(Source data begins)

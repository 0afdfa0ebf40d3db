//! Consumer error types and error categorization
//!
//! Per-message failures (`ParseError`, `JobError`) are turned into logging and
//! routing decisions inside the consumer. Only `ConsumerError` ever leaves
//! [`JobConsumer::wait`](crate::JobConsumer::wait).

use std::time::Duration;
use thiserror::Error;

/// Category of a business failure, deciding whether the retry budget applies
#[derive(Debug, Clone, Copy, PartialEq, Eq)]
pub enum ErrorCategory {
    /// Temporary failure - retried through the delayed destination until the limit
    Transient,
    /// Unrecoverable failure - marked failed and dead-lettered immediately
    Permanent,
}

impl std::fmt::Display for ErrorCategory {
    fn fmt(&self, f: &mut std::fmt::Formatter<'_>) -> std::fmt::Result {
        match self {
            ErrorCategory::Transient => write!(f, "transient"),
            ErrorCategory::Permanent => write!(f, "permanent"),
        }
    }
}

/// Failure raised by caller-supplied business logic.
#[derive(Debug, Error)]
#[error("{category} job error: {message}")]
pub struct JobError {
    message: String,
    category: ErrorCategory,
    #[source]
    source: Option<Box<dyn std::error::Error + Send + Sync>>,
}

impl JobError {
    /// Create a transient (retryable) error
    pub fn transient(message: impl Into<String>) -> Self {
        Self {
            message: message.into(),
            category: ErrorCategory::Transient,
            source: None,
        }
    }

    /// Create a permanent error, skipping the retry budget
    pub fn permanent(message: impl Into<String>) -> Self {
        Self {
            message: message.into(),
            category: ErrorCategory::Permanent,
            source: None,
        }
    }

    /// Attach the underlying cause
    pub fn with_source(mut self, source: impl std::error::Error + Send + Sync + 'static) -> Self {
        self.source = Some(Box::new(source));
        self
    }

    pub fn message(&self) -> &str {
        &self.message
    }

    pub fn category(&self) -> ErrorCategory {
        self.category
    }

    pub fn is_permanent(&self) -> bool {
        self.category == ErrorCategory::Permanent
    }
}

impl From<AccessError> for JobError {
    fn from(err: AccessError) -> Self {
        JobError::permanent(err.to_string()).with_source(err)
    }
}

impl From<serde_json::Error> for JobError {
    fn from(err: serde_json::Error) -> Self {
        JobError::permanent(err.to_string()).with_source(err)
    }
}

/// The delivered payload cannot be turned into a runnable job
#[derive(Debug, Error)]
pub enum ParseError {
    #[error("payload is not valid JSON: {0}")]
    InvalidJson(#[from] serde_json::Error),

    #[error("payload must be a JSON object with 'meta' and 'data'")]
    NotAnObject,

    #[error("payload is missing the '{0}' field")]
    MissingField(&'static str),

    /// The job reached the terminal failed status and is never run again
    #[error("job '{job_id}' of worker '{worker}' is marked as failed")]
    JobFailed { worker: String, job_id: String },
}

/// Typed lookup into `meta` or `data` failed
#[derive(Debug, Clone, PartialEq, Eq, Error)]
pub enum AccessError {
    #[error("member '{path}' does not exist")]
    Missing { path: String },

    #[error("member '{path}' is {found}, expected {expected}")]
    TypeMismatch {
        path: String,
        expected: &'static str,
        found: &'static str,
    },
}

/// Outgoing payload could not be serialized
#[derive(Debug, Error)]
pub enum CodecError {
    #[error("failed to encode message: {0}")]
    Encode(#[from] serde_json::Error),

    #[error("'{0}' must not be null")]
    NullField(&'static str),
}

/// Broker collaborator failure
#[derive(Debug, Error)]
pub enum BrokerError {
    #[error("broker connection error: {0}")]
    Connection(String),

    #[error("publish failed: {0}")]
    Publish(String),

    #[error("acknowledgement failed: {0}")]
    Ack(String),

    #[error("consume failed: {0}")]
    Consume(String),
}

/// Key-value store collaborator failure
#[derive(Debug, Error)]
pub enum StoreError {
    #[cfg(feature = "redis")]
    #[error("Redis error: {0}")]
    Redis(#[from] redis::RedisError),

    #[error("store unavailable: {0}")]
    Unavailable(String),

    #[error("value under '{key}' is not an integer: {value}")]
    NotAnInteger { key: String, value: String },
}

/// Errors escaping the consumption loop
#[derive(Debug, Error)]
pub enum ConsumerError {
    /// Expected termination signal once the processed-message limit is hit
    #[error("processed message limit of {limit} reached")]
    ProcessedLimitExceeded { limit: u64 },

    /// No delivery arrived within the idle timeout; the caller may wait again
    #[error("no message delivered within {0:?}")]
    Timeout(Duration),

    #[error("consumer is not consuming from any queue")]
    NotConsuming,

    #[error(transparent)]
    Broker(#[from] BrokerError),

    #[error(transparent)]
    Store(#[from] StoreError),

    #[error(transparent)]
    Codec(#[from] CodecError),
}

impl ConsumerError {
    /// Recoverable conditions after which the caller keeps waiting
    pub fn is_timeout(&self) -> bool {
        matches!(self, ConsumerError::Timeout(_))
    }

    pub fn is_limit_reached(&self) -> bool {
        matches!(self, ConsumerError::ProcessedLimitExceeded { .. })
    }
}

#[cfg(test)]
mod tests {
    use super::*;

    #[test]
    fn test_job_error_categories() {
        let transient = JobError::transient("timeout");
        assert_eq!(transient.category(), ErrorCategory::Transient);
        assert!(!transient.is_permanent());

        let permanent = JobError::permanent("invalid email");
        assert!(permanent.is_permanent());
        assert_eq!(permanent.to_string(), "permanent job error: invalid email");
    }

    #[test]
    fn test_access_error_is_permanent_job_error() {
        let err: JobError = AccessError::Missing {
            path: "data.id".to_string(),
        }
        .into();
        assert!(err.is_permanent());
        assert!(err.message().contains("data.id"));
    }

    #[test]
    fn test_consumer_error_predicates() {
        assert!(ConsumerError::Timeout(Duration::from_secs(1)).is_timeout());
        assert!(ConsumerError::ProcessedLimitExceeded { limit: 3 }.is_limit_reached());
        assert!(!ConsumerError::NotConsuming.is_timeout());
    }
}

(Source data ends)

• _What to produce_:
Print, exactly as written, the first line of the records above and each line after it until the line with "retry budget applies", which is printed too.

• _Your response_:
repository 0afdfa0ebf40d3db
//! Consumer error types and error categorization
//!
//! Per-message failures (`ParseError`, `JobError`) are turned into logging and
//! routing decisions inside the consumer. Only `ConsumerError` ever leaves
//! [`JobConsumer::wait`](crate::JobConsumer::wait).

use std::time::Duration;
use thiserror::Error;

/// Category of a business failure, deciding whether the retry budget applies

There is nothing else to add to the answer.